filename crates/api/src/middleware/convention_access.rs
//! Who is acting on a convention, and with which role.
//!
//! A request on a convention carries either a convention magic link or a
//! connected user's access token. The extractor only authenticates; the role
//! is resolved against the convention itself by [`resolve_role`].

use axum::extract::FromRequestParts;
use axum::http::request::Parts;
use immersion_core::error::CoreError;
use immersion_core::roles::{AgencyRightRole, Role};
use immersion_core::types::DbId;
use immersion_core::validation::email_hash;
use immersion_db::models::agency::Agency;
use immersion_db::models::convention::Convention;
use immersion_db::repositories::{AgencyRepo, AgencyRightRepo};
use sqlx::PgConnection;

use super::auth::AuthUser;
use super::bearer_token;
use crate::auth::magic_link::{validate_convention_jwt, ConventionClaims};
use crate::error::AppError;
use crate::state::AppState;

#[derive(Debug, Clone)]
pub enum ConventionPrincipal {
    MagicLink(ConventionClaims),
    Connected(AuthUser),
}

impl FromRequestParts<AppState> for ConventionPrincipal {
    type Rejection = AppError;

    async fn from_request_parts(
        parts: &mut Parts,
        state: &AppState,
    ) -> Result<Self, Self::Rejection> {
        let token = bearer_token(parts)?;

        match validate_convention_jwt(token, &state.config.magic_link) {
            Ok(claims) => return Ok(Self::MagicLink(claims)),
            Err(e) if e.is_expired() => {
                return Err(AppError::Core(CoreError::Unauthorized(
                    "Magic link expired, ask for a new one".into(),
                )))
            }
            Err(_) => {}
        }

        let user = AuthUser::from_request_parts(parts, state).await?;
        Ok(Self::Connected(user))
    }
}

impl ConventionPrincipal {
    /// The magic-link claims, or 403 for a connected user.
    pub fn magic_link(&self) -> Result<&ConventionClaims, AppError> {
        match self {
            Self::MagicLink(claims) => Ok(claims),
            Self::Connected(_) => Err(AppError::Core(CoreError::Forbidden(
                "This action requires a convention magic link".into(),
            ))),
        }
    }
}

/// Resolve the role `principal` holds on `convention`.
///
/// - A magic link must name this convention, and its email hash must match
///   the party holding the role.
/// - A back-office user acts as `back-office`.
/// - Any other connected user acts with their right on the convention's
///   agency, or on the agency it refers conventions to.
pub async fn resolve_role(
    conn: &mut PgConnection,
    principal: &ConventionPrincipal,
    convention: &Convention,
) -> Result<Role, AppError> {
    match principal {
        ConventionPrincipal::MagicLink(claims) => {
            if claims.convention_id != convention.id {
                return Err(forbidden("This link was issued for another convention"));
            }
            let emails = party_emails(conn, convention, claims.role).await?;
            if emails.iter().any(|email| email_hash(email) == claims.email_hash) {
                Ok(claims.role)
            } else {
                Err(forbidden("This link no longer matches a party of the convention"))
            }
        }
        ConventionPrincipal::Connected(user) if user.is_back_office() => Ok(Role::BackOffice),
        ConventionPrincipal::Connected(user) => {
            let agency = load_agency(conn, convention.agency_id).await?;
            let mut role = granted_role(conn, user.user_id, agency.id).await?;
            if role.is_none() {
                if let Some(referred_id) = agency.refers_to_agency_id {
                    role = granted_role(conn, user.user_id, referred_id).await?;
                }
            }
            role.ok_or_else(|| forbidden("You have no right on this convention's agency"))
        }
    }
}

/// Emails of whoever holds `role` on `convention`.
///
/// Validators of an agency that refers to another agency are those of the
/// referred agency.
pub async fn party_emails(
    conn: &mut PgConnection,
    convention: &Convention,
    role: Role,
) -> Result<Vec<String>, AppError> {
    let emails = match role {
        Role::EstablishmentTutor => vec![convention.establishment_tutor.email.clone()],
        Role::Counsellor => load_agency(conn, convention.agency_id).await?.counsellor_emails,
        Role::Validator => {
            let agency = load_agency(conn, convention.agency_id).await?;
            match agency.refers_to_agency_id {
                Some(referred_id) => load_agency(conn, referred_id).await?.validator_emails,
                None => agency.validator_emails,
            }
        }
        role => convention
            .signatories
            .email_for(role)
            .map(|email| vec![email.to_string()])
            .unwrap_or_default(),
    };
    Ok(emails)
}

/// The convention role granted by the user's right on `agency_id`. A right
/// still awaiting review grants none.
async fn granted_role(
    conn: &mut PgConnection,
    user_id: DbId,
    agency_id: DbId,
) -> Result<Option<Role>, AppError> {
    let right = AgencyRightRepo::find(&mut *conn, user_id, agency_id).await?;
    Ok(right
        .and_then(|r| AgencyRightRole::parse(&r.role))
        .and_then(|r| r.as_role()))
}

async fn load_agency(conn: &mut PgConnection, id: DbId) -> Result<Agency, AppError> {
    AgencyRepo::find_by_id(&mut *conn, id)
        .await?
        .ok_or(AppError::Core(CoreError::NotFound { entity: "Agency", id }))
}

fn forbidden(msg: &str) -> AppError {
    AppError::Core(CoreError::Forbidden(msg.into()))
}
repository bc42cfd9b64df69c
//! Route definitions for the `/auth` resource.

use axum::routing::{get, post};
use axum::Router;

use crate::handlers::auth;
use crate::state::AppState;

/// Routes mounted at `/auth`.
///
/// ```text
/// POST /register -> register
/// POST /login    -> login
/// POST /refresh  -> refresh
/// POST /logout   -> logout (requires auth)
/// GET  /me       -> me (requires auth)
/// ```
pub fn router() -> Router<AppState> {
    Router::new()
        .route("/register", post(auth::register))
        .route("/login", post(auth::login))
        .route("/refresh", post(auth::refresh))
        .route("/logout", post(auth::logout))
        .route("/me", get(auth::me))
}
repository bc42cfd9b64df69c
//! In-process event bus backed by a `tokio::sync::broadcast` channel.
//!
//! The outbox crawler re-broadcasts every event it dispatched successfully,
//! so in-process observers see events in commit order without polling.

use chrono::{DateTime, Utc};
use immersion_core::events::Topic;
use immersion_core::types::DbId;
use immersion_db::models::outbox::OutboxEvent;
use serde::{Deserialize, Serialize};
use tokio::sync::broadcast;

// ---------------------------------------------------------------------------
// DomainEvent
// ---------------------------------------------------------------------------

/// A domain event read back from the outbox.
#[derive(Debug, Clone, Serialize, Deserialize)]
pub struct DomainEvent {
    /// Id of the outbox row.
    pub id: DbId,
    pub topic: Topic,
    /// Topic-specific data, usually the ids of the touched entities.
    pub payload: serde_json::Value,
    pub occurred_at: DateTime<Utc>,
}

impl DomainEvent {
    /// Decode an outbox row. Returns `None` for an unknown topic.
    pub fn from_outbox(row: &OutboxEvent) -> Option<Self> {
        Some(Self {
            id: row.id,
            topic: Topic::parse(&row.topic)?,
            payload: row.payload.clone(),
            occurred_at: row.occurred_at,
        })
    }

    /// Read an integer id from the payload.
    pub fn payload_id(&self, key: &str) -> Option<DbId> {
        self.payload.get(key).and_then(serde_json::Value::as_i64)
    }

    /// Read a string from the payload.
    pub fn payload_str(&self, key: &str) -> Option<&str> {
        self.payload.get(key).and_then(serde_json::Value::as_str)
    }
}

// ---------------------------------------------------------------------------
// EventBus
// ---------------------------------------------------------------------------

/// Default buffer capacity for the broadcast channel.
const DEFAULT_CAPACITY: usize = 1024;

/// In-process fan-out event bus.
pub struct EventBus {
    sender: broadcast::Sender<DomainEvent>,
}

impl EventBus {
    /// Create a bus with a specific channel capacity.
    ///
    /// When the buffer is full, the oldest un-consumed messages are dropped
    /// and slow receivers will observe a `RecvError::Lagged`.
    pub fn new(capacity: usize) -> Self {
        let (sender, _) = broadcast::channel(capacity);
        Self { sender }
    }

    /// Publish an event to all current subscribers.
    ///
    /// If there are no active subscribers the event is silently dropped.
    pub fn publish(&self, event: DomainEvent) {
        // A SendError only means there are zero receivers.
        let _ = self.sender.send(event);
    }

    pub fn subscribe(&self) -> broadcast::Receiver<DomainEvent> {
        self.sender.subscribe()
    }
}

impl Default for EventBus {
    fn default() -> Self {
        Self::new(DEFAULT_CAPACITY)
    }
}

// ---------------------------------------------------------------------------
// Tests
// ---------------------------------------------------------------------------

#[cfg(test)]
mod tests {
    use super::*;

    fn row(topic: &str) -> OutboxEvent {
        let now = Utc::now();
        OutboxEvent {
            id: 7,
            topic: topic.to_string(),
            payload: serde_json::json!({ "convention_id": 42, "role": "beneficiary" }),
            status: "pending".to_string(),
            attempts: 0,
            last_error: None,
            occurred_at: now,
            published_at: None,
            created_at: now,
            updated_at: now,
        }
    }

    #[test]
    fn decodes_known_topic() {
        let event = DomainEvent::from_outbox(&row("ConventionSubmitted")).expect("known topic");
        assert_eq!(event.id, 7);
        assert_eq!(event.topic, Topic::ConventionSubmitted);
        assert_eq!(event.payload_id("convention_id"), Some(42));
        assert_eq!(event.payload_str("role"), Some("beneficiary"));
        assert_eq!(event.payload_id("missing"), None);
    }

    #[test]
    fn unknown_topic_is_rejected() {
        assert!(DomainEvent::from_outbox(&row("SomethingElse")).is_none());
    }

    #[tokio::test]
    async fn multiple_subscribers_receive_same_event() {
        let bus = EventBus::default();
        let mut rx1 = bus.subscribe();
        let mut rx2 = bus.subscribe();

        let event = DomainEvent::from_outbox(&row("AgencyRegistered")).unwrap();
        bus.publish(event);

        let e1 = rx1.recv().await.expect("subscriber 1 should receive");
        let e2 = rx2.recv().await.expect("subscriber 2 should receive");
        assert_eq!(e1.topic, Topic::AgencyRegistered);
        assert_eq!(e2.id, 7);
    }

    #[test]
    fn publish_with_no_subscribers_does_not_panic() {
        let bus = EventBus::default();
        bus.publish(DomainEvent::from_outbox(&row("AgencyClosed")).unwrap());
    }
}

══════════

WORK INSTRUCTION: Nothing beyond the line that contains "let user = AuthUser::from_request_parts(parts, state).await?;" belongs in the answer; reproduce the entries exactly from their first line through it.

TASK OUTPUT:
filename crates/api/src/middleware/convention_access.rs
//! Who is acting on a convention, and with which role.
//!
//! A request on a convention carries either a convention magic link or a
//! connected user's access token. The extractor only authenticates; the role
//! is resolved against the convention itself by [`resolve_role`].

use axum::extract::FromRequestParts;
use axum::http::request::Parts;
use immersion_core::error::CoreError;
use immersion_core::roles::{AgencyRightRole, Role};
use immersion_core::types::DbId;
use immersion_core::validation::email_hash;
use immersion_db::models::agency::Agency;
use immersion_db::models::convention::Convention;
use immersion_db::repositories::{AgencyRepo, AgencyRightRepo};
use sqlx::PgConnection;

use super::auth::AuthUser;
use super::bearer_token;
use crate::auth::magic_link::{validate_convention_jwt, ConventionClaims};
use crate::error::AppError;
use crate::state::AppState;

#[derive(Debug, Clone)]
pub enum ConventionPrincipal {
    MagicLink(ConventionClaims),
    Connected(AuthUser),
}

impl FromRequestParts<AppState> for ConventionPrincipal {
    type Rejection = AppError;

    async fn from_request_parts(
        parts: &mut Parts,
        state: &AppState,
    ) -> Result<Self, Self::Rejection> {
        let token = bearer_token(parts)?;

        match validate_convention_jwt(token, &state.config.magic_link) {
            Ok(claims) => return Ok(Self::MagicLink(claims)),
            Err(e) if e.is_expired() => {
                return Err(AppError::Core(CoreError::Unauthorized(
                    "Magic link expired, ask for a new one".into(),
                )))
            }
            Err(_) => {}
        }

        let user = AuthUser::from_request_parts(parts, state).await?;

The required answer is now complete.